*** Opening RECORDED DATA ***

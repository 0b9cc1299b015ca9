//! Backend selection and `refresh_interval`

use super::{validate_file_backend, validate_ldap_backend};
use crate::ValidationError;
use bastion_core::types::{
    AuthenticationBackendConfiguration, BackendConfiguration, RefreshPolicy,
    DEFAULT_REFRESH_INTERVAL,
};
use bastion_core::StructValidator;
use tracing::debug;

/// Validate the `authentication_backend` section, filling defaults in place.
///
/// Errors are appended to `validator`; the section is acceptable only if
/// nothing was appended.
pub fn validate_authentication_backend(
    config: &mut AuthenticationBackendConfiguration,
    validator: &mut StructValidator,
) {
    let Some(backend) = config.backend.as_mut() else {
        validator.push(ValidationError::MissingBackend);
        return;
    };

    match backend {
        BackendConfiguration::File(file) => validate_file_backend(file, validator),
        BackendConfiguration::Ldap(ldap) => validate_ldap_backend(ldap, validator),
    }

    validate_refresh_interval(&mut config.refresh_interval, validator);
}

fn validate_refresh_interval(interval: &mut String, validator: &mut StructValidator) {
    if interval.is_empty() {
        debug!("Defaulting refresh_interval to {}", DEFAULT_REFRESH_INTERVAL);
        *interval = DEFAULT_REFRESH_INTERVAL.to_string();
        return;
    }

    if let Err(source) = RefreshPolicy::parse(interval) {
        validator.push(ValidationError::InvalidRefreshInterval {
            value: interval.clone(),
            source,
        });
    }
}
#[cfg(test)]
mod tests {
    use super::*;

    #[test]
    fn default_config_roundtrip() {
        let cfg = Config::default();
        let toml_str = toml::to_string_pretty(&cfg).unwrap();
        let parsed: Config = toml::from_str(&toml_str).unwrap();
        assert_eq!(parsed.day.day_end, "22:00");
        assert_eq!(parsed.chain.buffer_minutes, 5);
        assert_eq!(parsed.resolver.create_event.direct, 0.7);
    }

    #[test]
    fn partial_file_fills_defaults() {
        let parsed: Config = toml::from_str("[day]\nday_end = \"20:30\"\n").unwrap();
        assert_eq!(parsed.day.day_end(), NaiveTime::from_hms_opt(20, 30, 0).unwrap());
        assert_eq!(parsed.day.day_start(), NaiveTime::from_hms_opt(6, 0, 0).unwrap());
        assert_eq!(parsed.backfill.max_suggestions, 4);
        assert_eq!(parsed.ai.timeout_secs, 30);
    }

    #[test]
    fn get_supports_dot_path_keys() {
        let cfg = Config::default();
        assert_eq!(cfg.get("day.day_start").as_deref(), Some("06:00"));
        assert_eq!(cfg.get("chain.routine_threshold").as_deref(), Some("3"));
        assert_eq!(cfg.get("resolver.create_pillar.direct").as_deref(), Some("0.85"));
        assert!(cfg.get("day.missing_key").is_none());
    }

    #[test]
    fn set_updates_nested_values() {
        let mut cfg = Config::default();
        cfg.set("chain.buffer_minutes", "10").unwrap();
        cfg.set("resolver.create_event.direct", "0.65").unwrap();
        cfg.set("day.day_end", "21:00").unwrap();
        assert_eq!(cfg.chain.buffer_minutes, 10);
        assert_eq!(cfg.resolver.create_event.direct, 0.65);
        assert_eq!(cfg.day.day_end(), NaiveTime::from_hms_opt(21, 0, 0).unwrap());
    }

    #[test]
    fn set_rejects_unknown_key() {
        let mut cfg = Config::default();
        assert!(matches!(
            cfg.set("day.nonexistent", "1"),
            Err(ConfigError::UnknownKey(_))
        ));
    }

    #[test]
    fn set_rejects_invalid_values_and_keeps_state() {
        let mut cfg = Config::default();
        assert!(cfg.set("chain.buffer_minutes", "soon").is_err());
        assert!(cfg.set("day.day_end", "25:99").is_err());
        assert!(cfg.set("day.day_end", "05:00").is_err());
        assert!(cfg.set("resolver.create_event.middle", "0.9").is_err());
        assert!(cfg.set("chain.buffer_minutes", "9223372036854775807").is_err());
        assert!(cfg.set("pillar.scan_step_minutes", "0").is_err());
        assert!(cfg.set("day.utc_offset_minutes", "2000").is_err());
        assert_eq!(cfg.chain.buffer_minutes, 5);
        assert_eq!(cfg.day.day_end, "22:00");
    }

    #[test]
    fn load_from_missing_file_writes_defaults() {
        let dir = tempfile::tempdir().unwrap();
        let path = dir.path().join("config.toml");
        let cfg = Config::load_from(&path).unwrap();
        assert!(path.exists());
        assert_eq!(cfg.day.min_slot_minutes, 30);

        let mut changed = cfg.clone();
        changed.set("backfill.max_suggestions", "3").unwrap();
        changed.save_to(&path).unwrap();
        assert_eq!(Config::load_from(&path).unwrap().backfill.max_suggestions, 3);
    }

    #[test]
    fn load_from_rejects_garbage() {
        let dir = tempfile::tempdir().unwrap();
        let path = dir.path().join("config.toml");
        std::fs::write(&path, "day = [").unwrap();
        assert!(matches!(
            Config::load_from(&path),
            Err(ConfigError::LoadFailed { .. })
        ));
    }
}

*** Closing RECORDED DATA ***

EXERCISE → Reproduce each entry above. Every word must match.

OUTPUT OF THE TASK →
repository 0b9cc1299b015ca9
//! Backend selection and `refresh_interval`

use super::{validate_file_backend, validate_ldap_backend};
use crate::ValidationError;
use bastion_core::types::{
    AuthenticationBackendConfiguration, BackendConfiguration, RefreshPolicy,
    DEFAULT_REFRESH_INTERVAL,
};
use bastion_core::StructValidator;
use tracing::debug;

/// Validate the `authentication_backend` section, filling defaults in place.
///
/// Errors are appended to `validator`; the section is acceptable only if
/// nothing was appended.
pub fn validate_authentication_backend(
    config: &mut AuthenticationBackendConfiguration,
    validator: &mut StructValidator,
) {
    let Some(backend) = config.backend.as_mut() else {
        validator.push(ValidationError::MissingBackend);
        return;
    };

    match backend {
        BackendConfiguration::File(file) => validate_file_backend(file, validator),
        BackendConfiguration::Ldap(ldap) => validate_ldap_backend(ldap, validator),
    }

    validate_refresh_interval(&mut config.refresh_interval, validator);
}

fn validate_refresh_interval(interval: &mut String, validator: &mut StructValidator) {
    if interval.is_empty() {
        debug!("Defaulting refresh_interval to {}", DEFAULT_REFRESH_INTERVAL);
        *interval = DEFAULT_REFRESH_INTERVAL.to_string();
        return;
    }

    if let Err(source) = RefreshPolicy::parse(interval) {
        validator.push(ValidationError::InvalidRefreshInterval {
            value: interval.clone(),
            source,
        });
    }
}
#[cfg(test)]
mod tests {
    use super::*;

    #[test]
    fn default_config_roundtrip() {
        let cfg = Config::default();
        let toml_str = toml::to_string_pretty(&cfg).unwrap();
        let parsed: Config = toml::from_str(&toml_str).unwrap();
        assert_eq!(parsed.day.day_end, "22:00");
        assert_eq!(parsed.chain.buffer_minutes, 5);
        assert_eq!(parsed.resolver.create_event.direct, 0.7);
    }

    #[test]
    fn partial_file_fills_defaults() {
        let parsed: Config = toml::from_str("[day]\nday_end = \"20:30\"\n").unwrap();
        assert_eq!(parsed.day.day_end(), NaiveTime::from_hms_opt(20, 30, 0).unwrap());
        assert_eq!(parsed.day.day_start(), NaiveTime::from_hms_opt(6, 0, 0).unwrap());
        assert_eq!(parsed.backfill.max_suggestions, 4);
        assert_eq!(parsed.ai.timeout_secs, 30);
    }

    #[test]
    fn get_supports_dot_path_keys() {
        let cfg = Config::default();
        assert_eq!(cfg.get("day.day_start").as_deref(), Some("06:00"));
        assert_eq!(cfg.get("chain.routine_threshold").as_deref(), Some("3"));
        assert_eq!(cfg.get("resolver.create_pillar.direct").as_deref(), Some("0.85"));
        assert!(cfg.get("day.missing_key").is_none());
    }

    #[test]
    fn set_updates_nested_values() {
        let mut cfg = Config::default();
        cfg.set("chain.buffer_minutes", "10").unwrap();
        cfg.set("resolver.create_event.direct", "0.65").unwrap();
        cfg.set("day.day_end", "21:00").unwrap();
        assert_eq!(cfg.chain.buffer_minutes, 10);
        assert_eq!(cfg.resolver.create_event.direct, 0.65);
        assert_eq!(cfg.day.day_end(), NaiveTime::from_hms_opt(21, 0, 0).unwrap());
    }

    #[test]
    fn set_rejects_unknown_key() {
        let mut cfg = Config::default();
        assert!(matches!(
            cfg.set("day.nonexistent", "1"),
            Err(ConfigError::UnknownKey(_))
        ));
    }

    #[test]
    fn set_rejects_invalid_values_and_keeps_state() {
        let mut cfg = Config::default();
        assert!(cfg.set("chain.buffer_minutes", "soon").is_err());
        assert!(cfg.set("day.day_end", "25:99").is_err());
        assert!(cfg.set("day.day_end", "05:00").is_err());
        assert!(cfg.set("resolver.create_event.middle", "0.9").is_err());
        assert!(cfg.set("chain.buffer_minutes", "9223372036854775807").is_err());
        assert!(cfg.set("pillar.scan_step_minutes", "0").is_err());
        assert!(cfg.set("day.utc_offset_minutes", "2000").is_err());
        assert_eq!(cfg.chain.buffer_minutes, 5);
        assert_eq!(cfg.day.day_end, "22:00");
    }

    #[test]
    fn load_from_missing_file_writes_defaults() {
        let dir = tempfile::tempdir().unwrap();
        let path = dir.path().join("config.toml");
        let cfg = Config::load_from(&path).unwrap();
        assert!(path.exists());
        assert_eq!(cfg.day.min_slot_minutes, 30);

        let mut changed = cfg.clone();
        changed.set("backfill.max_suggestions", "3").unwrap();
        changed.save_to(&path).unwrap();
        assert_eq!(Config::load_from(&path).unwrap().backfill.max_suggestions, 3);
    }

    #[test]
    fn load_from_rejects_garbage() {
        let dir = tempfile::tempdir().unwrap();
        let path = dir.path().join("config.toml");
        std::fs::write(&path, "day = [").unwrap();
        assert!(matches!(
            Config::load_from(&path),
            Err(ConfigError::LoadFailed { .. })
        ));
    }
}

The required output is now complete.